Uma carta comovedora assinada ” + edson damian, pobre bispo do povo do mato”

Uma carta comovedora do bispo missionario na fronteira do Amazonas-Colombia

Resumo de uma carta do bispo Edson, da Amazonia, na fronteira com Colombia.

Querido Frei…. (destinatário da mensagem)

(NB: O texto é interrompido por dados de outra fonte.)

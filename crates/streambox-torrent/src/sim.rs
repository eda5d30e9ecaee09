//! Deterministic in-process backend.
//!
//! Emits a fixed three-file listing after a configurable number of
//! polls, then advances the transfer by a fixed step per poll. Used by
//! the demo binary and by tests that need a real worker loop without
//! network access.

use anyhow::bail;
use async_trait::async_trait;
use streambox_torrent_core::{
    RemoteFile, SessionBackend, SessionEvent, SessionFactory, SessionStats, StreamRequest,
};
use uuid::Uuid;

const NFO_BYTES: u64 = 4_096;
const SAMPLE_BYTES: u64 = 30_000_000;
const SIM_SEEDS: u32 = 25;
const SIM_PEERS: u32 = 10;

/// Factory producing [`SimSession`] backends with shared tuning.
#[derive(Debug, Clone, Copy)]
pub struct SimSessionFactory {
    /// Polls before the metadata listing is announced.
    pub metadata_after_polls: u32,
    /// Total byte size of the simulated job.
    pub total_bytes: u64,
    /// Bytes transferred per poll once the job is focused.
    pub step_bytes: u64,
}

impl Default for SimSessionFactory {
    fn default() -> Self {
        Self {
            metadata_after_polls: 2,
            total_bytes: 2_000_000_000,
            step_bytes: 200_000_000,
        }
    }
}

#[async_trait]
impl SessionFactory for SimSessionFactory {
    async fn open(&self, _request: &StreamRequest) -> anyhow::Result<Box<dyn SessionBackend>> {
        Ok(Box::new(SimSession {
            config: *self,
            job: None,
            polls: 0,
            downloaded: 0,
            announced: false,
            focused: None,
            sequential: false,
        }))
    }
}

/// One simulated torrent session.
pub struct SimSession {
    config: SimSessionFactory,
    job: Option<Uuid>,
    polls: u32,
    downloaded: u64,
    announced: bool,
    focused: Option<usize>,
    sequential: bool,
}

impl SimSession {
    fn listing(&self) -> Vec<RemoteFile> {
        vec![
            RemoteFile {
                path: "release.nfo".to_string(),
                size_bytes: NFO_BYTES,
            },
            RemoteFile {
                path: "movie.mkv".to_string(),
                size_bytes: self
                    .config
                    .total_bytes
                    .saturating_sub(NFO_BYTES + SAMPLE_BYTES),
            },
            RemoteFile {
                path: "sample/sample.mkv".to_string(),
                size_bytes: SAMPLE_BYTES,
            },
        ]
    }
}

#[async_trait]
impl SessionBackend for SimSession {
    async fn add_job(&mut self, request: &StreamRequest) -> anyhow::Result<()> {
        self.job = Some(request.id);
        Ok(())
    }

    async fn set_sequential(&mut self, sequential: bool) -> anyhow::Result<()> {
        self.sequential = sequential;
        Ok(())
    }

    async fn focus_file(&mut self, index: usize) -> anyhow::Result<()> {
        self.focused = Some(index);
        Ok(())
    }

    async fn remove_job(&mut self) -> anyhow::Result<()> {
        self.job = None;
        Ok(())
    }

    async fn poll_events(&mut self) -> anyhow::Result<Vec<SessionEvent>> {
        if self.job.is_none() {
            bail!("no job admitted to simulated session");
        }
        self.polls = self.polls.saturating_add(1);

        if !self.announced {
            if self.polls >= self.config.metadata_after_polls {
                self.announced = true;
                return Ok(vec![SessionEvent::MetadataResolved {
                    files: self.listing(),
                }]);
            }
            return Ok(vec![]);
        }

        // Transfer only advances once a target is focused and piece
        // order is sequential, mirroring the real backend contract.
        if self.focused.is_none() || !self.sequential {
            return Ok(vec![]);
        }
        self.downloaded = self
            .downloaded
            .saturating_add(self.config.step_bytes)
            .min(self.config.total_bytes);
        Ok(vec![SessionEvent::Stats(SessionStats {
            bytes_downloaded: self.downloaded,
            bytes_total: self.config.total_bytes,
            download_bps: self.config.step_bytes,
            seeds: SIM_SEEDS,
            peers: SIM_PEERS,
        })])
    }
}

#[cfg(test)]
mod tests {
    use super::*;

    fn request() -> StreamRequest {
        StreamRequest::new(
            "magnet:?xt=urn:btih:c12fe1c06bde254a46ab2b2b228dd669bcd0b3dc",
            "/tmp/streambox",
        )
    }

    #[tokio::test]
    async fn announces_metadata_after_configured_polls() {
        let factory = SimSessionFactory::default();
        let mut session = factory.open(&request()).await.unwrap();
        session.add_job(&request()).await.unwrap();

        assert!(session.poll_events().await.unwrap().is_empty());
        let events = session.poll_events().await.unwrap();
        match events.as_slice() {
            [SessionEvent::MetadataResolved { files }] => {
                assert_eq!(files.len(), 3);
                let largest = files.iter().max_by_key(|f| f.size_bytes).unwrap();
                assert_eq!(largest.path, "movie.mkv");
            }
            other => panic!("expected metadata event, got {other:?}"),
        }
    }

    #[tokio::test]
    async fn transfer_waits_for_focus_and_sequential_order() {
        let factory = SimSessionFactory {
            metadata_after_polls: 1,
            ..SimSessionFactory::default()
        };
        let mut session = factory.open(&request()).await.unwrap();
        session.add_job(&request()).await.unwrap();
        session.poll_events().await.unwrap();

        assert!(session.poll_events().await.unwrap().is_empty());

        session.focus_file(1).await.unwrap();
        session.set_sequential(true).await.unwrap();
        let events = session.poll_events().await.unwrap();
        match events.as_slice() {
            [SessionEvent::Stats(stats)] => {
                assert_eq!(stats.bytes_downloaded, factory.step_bytes);
                assert_eq!(stats.bytes_total, factory.total_bytes);
            }
            other => panic!("expected stats event, got {other:?}"),
        }
    }

    #[tokio::test]
    async fn progress_saturates_at_total() {
        let factory = SimSessionFactory {
            metadata_after_polls: 1,
            total_bytes: 100,
            step_bytes: 60,
        };
        let mut session = factory.open(&request()).await.unwrap();
        session.add_job(&request()).await.unwrap();
        session.set_sequential(true).await.unwrap();
        session.poll_events().await.unwrap();
        session.focus_file(1).await.unwrap();

        session.poll_events().await.unwrap();
        let events = session.poll_events().await.unwrap();
        match events.as_slice() {
            [SessionEvent::Stats(stats)] => assert_eq!(stats.bytes_downloaded, 100),
            other => panic!("expected stats event, got {other:?}"),
        }
    }

    #[tokio::test]
    async fn polling_without_a_job_is_rejected() {
        let factory = SimSessionFactory::default();
        let mut session = factory.open(&request()).await.unwrap();
        assert!(session.poll_events().await.is_err());
    }
}
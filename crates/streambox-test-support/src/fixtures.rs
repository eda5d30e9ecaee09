//! Deterministic audio and torrent fixtures.

use streambox_torrent_core::RemoteFile;

/// Well-formed magnet link with a valid btih topic and no trackers.
pub const SAMPLE_MAGNET: &str =
    "magnet:?xt=urn:btih:c12fe1c06bde254a46ab2b2b228dd669bcd0b3dc&dn=fixture";

/// Mono silence at the engine sample rate.
#[must_use]
pub fn silence(samples: usize) -> Vec<f32> {
    vec![0.0; samples]
}

/// 440 Hz sine at the engine sample rate, low amplitude.
#[must_use]
pub fn tone(samples: usize) -> Vec<f32> {
    let step = 2.0 * std::f32::consts::PI * 440.0 / 16_000.0;
    (0..samples).map(|i| (i as f32 * step).sin() * 0.3).collect()
}

/// Three-file listing whose largest entry is the media payload.
#[must_use]
pub fn media_listing() -> Vec<RemoteFile> {
    vec![
        RemoteFile {
            path: "release.nfo".to_string(),
            size_bytes: 4_096,
        },
        RemoteFile {
            path: "feature/feature.mkv".to_string(),
            size_bytes: 1_400_000_000,
        },
        RemoteFile {
            path: "sample/sample.mkv".to_string(),
            size_bytes: 30_000_000,
        },
    ]
}
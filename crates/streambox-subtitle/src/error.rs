//! Subtitle engine error type.

use thiserror::Error;

/// Failures surfaced by [`SubtitleEngine`](crate::SubtitleEngine).
#[derive(Debug, Error)]
pub enum SubtitleError {
    /// The speech model could not be loaded.
    #[error("speech model unavailable: {source}")]
    ModelUnavailable {
        /// Underlying loader failure.
        #[source]
        source: Box<dyn std::error::Error + Send + Sync>,
    },
}

impl SubtitleError {
    /// Wrap a model loader failure.
    #[must_use]
    pub fn model_unavailable(source: anyhow::Error) -> Self {
        Self::ModelUnavailable {
            source: source.into(),
        }
    }
}
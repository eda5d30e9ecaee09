//! Backend seam abstracting the underlying download engine.

use anyhow::Result;
use async_trait::async_trait;

use crate::model::{RemoteFile, SessionStats, StreamRequest};

/// Events surfaced by a backend session when polled.
#[derive(Debug, Clone)]
pub enum SessionEvent {
    /// Torrent metadata became available; files are listed in torrent
    /// order so indices are stable for [`SessionBackend::focus_file`].
    MetadataResolved {
        /// Files advertised by the torrent.
        files: Vec<RemoteFile>,
    },
    /// Fresh transfer statistics for the whole job.
    Stats(SessionStats),
    /// The session hit an unrecoverable fault; the job is dead.
    Faulted {
        /// Backend-supplied failure description.
        message: String,
    },
}

/// One torrent session owned by the worker for the duration of a job.
///
/// Implementations manage exactly one job; the engine opens a fresh
/// backend through [`SessionFactory::open`] on every `start`.
#[async_trait]
pub trait SessionBackend: Send {
    /// Hand the job to the backend and begin metadata resolution.
    async fn add_job(&mut self, request: &StreamRequest) -> Result<()>;

    /// Switch piece acquisition to sequential (file byte) order.
    async fn set_sequential(&mut self, sequential: bool) -> Result<()>;

    /// Concentrate bandwidth on one file: raise its priority and drop
    /// every sibling. `index` refers to the metadata file listing.
    async fn focus_file(&mut self, index: usize) -> Result<()>;

    /// Remove the job and its bookkeeping from the backend.
    async fn remove_job(&mut self) -> Result<()>;

    /// Drain pending session events. Never blocks beyond the backend's
    /// own alert retrieval.
    async fn poll_events(&mut self) -> Result<Vec<SessionEvent>>;
}

/// Factory producing one [`SessionBackend`] per accepted job.
#[async_trait]
pub trait SessionFactory: Send + Sync {
    /// Open a backend session rooted at the request's save directory.
    async fn open(&self, request: &StreamRequest) -> Result<Box<dyn SessionBackend>>;
}
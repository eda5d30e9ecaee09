//! Lifecycle facade over the background download worker.

use std::path::PathBuf;
use std::sync::atomic::{AtomicBool, Ordering};
use std::sync::{Arc, Mutex};

use streambox_torrent_core::{
    DownloadState, EngineStatus, SessionFactory, StreamRequest,
};
use tokio::task::JoinHandle;
use tracing::{info, warn};
use uuid::Uuid;

use crate::magnet;
use crate::worker;

/// Progressive streaming download engine.
///
/// Owns at most one background worker at a time. A new [`start`] call
/// replaces the previous job: the old worker is signalled and joined
/// before the new one is spawned. Status reads never block on the
/// worker; they copy the latest snapshot out of a shared cell.
///
/// [`start`]: DownloadEngine::start
pub struct DownloadEngine {
    factory: Arc<dyn SessionFactory>,
    status: Arc<Mutex<EngineStatus>>,
    active: tokio::sync::Mutex<Option<ActiveJob>>,
}

struct ActiveJob {
    id: Uuid,
    stop: Arc<AtomicBool>,
    worker: JoinHandle<()>,
}

impl DownloadEngine {
    /// Create an idle engine backed by the given session factory.
    #[must_use]
    pub fn new(factory: Arc<dyn SessionFactory>) -> Self {
        Self {
            factory,
            status: Arc::new(Mutex::new(EngineStatus::idle())),
            active: tokio::sync::Mutex::new(None),
        }
    }

    /// Begin streaming the given magnet into `save_dir`.
    ///
    /// Any job already running is stopped first. An invalid magnet
    /// never spawns a worker: the status moves straight to `Error`
    /// with [`EngineFault::InvalidInput`] recorded.
    ///
    /// [`EngineFault::InvalidInput`]: streambox_torrent_core::EngineFault::InvalidInput
    pub async fn start(&self, magnet_uri: &str, save_dir: impl Into<PathBuf>) {
        let mut active = self.active.lock().await;
        Self::shutdown(&self.status, active.take()).await;

        if let Err(err) = magnet::validate(magnet_uri) {
            warn!(error = %err, "rejected stream request");
            let mut guard = worker::lock_status(&self.status);
            *guard = EngineStatus::idle();
            guard.state = DownloadState::Error;
            guard.last_error = Some(err.fault());
            return;
        }

        let request = StreamRequest::new(magnet::with_default_trackers(magnet_uri), save_dir);
        let job_id = request.id;
        {
            let mut guard = worker::lock_status(&self.status);
            *guard = EngineStatus::idle();
            guard.state = DownloadState::Preparing;
        }
        info!(job_id = %job_id, "starting stream download");

        let stop = Arc::new(AtomicBool::new(false));
        let handle = tokio::spawn(worker::run(
            Arc::clone(&self.factory),
            request,
            Arc::clone(&self.status),
            Arc::clone(&stop),
        ));
        *active = Some(ActiveJob {
            id: job_id,
            stop,
            worker: handle,
        });
    }

    /// Stop the running job, join its worker, and reset to `Idle`.
    ///
    /// Safe to call when nothing is running.
    pub async fn stop(&self) {
        let mut active = self.active.lock().await;
        Self::shutdown(&self.status, active.take()).await;
    }

    /// Copy of the most recent status snapshot.
    #[must_use]
    pub fn status(&self) -> EngineStatus {
        worker::lock_status(&self.status).clone()
    }

    /// Absolute path of the selected media file, once metadata has
    /// resolved. `None` until then.
    #[must_use]
    pub fn file_path(&self) -> Option<String> {
        worker::lock_status(&self.status).video_path.clone()
    }

    async fn shutdown(status: &Mutex<EngineStatus>, job: Option<ActiveJob>) {
        if let Some(job) = job {
            job.stop.store(true, Ordering::Release);
            info!(job_id = %job.id, "stopping download worker");
            if let Err(err) = job.worker.await {
                warn!(job_id = %job.id, error = %err, "download worker aborted abnormally");
            }
        }
        // Reset even when no worker exists so a latched Error from a
        // rejected start is cleared by stop.
        let mut guard = worker::lock_status(status);
        *guard = EngineStatus::idle();
    }
}
#![forbid(unsafe_code)]
#![deny(
    warnings,
    dead_code,
    unused,
    unused_imports,
    unused_must_use,
    unreachable_pub,
    clippy::all,
    clippy::pedantic,
    clippy::nursery,
    rustdoc::broken_intra_doc_links,
    rustdoc::bare_urls,
    missing_docs
)]

//! Shared fixtures and scripted doubles for workspace tests.

/// Deterministic audio and torrent fixtures.
pub mod fixtures;
/// Scripted session backends and speech models.
pub mod mocks;

pub use fixtures::{SAMPLE_MAGNET, media_listing, silence, tone};
pub use mocks::{
    FailingModel, ModelWitness, ScriptedModel, ScriptedSessionFactory, SessionLog,
};
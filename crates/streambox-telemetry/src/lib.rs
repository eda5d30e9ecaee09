#![forbid(unsafe_code)]
#![deny(
    warnings,
    dead_code,
    unused,
    unused_imports,
    unused_must_use,
    unreachable_pub,
    clippy::all,
    clippy::pedantic,
    clippy::nursery,
    rustdoc::broken_intra_doc_links,
    rustdoc::bare_urls,
    missing_docs
)]

//! Logging initialisation shared by the binary and integration tests.

mod init;

pub use init::{DEFAULT_LOG_LEVEL, LogFormat, LoggingConfig, init_logging};
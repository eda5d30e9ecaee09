//! Error types for download engine operations.

use std::error::Error;

use thiserror::Error;

use crate::model::EngineFault;

/// Primary error type for download engine operations.
#[derive(Debug, Error)]
pub enum EngineError {
    /// Caller-supplied input failed validation before reaching a backend.
    #[error("invalid input: {detail}")]
    InvalidInput {
        /// Human-readable description of the rejected input.
        detail: String,
    },
    /// Metadata resolution or transfer failed inside the backend.
    #[error("metadata resolution failed")]
    ResolutionFailed {
        /// Underlying backend failure.
        #[source]
        source: Box<dyn Error + Send + Sync>,
    },
    /// The backend session could not be opened or has gone away.
    #[error("session backend unavailable")]
    ResourceUnavailable {
        /// Underlying backend failure.
        #[source]
        source: Box<dyn Error + Send + Sync>,
    },
}

impl EngineError {
    /// Build an [`EngineError::InvalidInput`] from a detail message.
    pub fn invalid_input(detail: impl Into<String>) -> Self {
        Self::InvalidInput {
            detail: detail.into(),
        }
    }

    /// Wrap a backend failure as [`EngineError::ResolutionFailed`].
    #[must_use]
    pub fn resolution_failed(source: anyhow::Error) -> Self {
        Self::ResolutionFailed {
            source: source.into(),
        }
    }

    /// Wrap a backend failure as [`EngineError::ResourceUnavailable`].
    #[must_use]
    pub fn resource_unavailable(source: anyhow::Error) -> Self {
        Self::ResourceUnavailable {
            source: source.into(),
        }
    }

    /// Flattened fault code published through the status snapshot.
    #[must_use]
    pub const fn fault(&self) -> EngineFault {
        match self {
            Self::InvalidInput { .. } => EngineFault::InvalidInput,
            Self::ResolutionFailed { .. } => EngineFault::ResolutionFailed,
            Self::ResourceUnavailable { .. } => EngineFault::ResourceUnavailable,
        }
    }
}

/// Convenience alias for download engine results.
pub type EngineResult<T> = Result<T, EngineError>;

#[cfg(test)]
mod tests {
    use super::*;

    #[test]
    fn faults_match_variants() {
        assert_eq!(
            EngineError::invalid_input("bad magnet").fault(),
            EngineFault::InvalidInput
        );
        assert_eq!(
            EngineError::resolution_failed(anyhow::anyhow!("no metadata")).fault(),
            EngineFault::ResolutionFailed
        );
        assert_eq!(
            EngineError::resource_unavailable(anyhow::anyhow!("session gone")).fault(),
            EngineFault::ResourceUnavailable
        );
    }
}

“Consegui retornar vivo da itinerância através dos rios Içana e Ayari, de 09 a 17 de novembro. Vivo e feliz porque tudo aconteceu como tinha sido programado pelo Frei Carlos. E com agradáveis surpresas. Da terra e do céu. Durante o dia fez bom tempo. E muita chuva durante a noite para encher os rios e possibilitar a visita às aldeias mais afastadas e transpor as cachoeiras mais perigosas como Uapuí e Ukuki.
Fui acompanhado e bem assessorado pelo Jorge, de SGC, e pelo Roberto de Assunção. Ambos práticos (barqueiros) de mão cheia. Não tenho tempo para fazer um relatório completo sobre a acolhida, as confissões (sigilo!), a beleza e a emoção das celebrações, várias delas ao som do japuritu (flautas de quase dois metros) e cariçu (flautas
pequenas com conjunto de bambus de diversos tamanhos, como a kena dos povos andinos).
Relato apenas algo do que aconteceu em Tapira Ponta. Em maio do ano passado, na visita a esta comunidade, ouvi um testemunho comovente do Cesário, com mais de 70 anos, tuchaua da aldeia. Contou-me que um pastor evangélico, bem conhecido de todos nós, fez-lhe uma visita com um barco grande. Levou dentista, médico e distribuiu muitos ranchos. No fim ofereceu-lhe R$ 5.000,00 para que ele e sua aldeia se tornassem evangélicos. Certamente ele nunca tinha visto tanta grana diante de seus olhos. E para quem vive tão longe e tão pobre, a tentação deve ter sido  grande. Mas ele respondeu: “Pastor, pode ficar com seu dinheiro. Fui batizado na Igreja católica e nela quero viver até morrer”. Com lágrimas nos olhos, disse-lhe: “Cesário, obrigado pelo seu testemunho
de fé. O senhor já foi crismado?”. Ainda não, me respondeu. “Pois bem, na próxima visita que lhe fizer, você e todos os membros da comunidade que ainda não foram crismados, receberão este sacramento, pois o senhor soube “confirmar” a sua fé diante de quem o tentou. E o que aconteceu? O Cesário não esqueceu. Ele e mais 19 pessoas  de Tapira Ponta e das aldeias vizinhas de S. Marta e S. Rosa receberam o sacramento da Confirmação.
Bastaria este milagre para  compensar todo o cansaço da viagem e das horas intermináveis de confissões em Baniwa, Coripaco e Nheengatu. Para concluir, uma das celebrações mais lindas aconteceu em Ukuki Cachoeira, a última e mais afastada. Realizou-se dentro da grande maloca, recém inaugurada. Os crismandos vestiam trajes tradicionais: saias de tucum, dorso nú e pintado, colares e cocares. Até o bispo recebeu um cocar e pitura no rosto para que a Crisma fosse inculturada. Todos entramos em procissão ao som do japurutu e cariçu. A celebração durou duas horas e nem as crianças arredaram o pé. Após a celebração, o famoso dabucuri. Dez pares dançando e a pessoas entregando presentes no meio da maloca: cestos, vasos, peneiras, colares… Carreguei dois sacos de
presentes! A cestaria de arumã da arte Baniwa é a mais bela do Rio Negro. Já está espalhada pela Europa e USA. Recentemente o Frei Carlos levou uma mala cheia para a Itália.

Abraço fraterno com votos de Paz e Bem.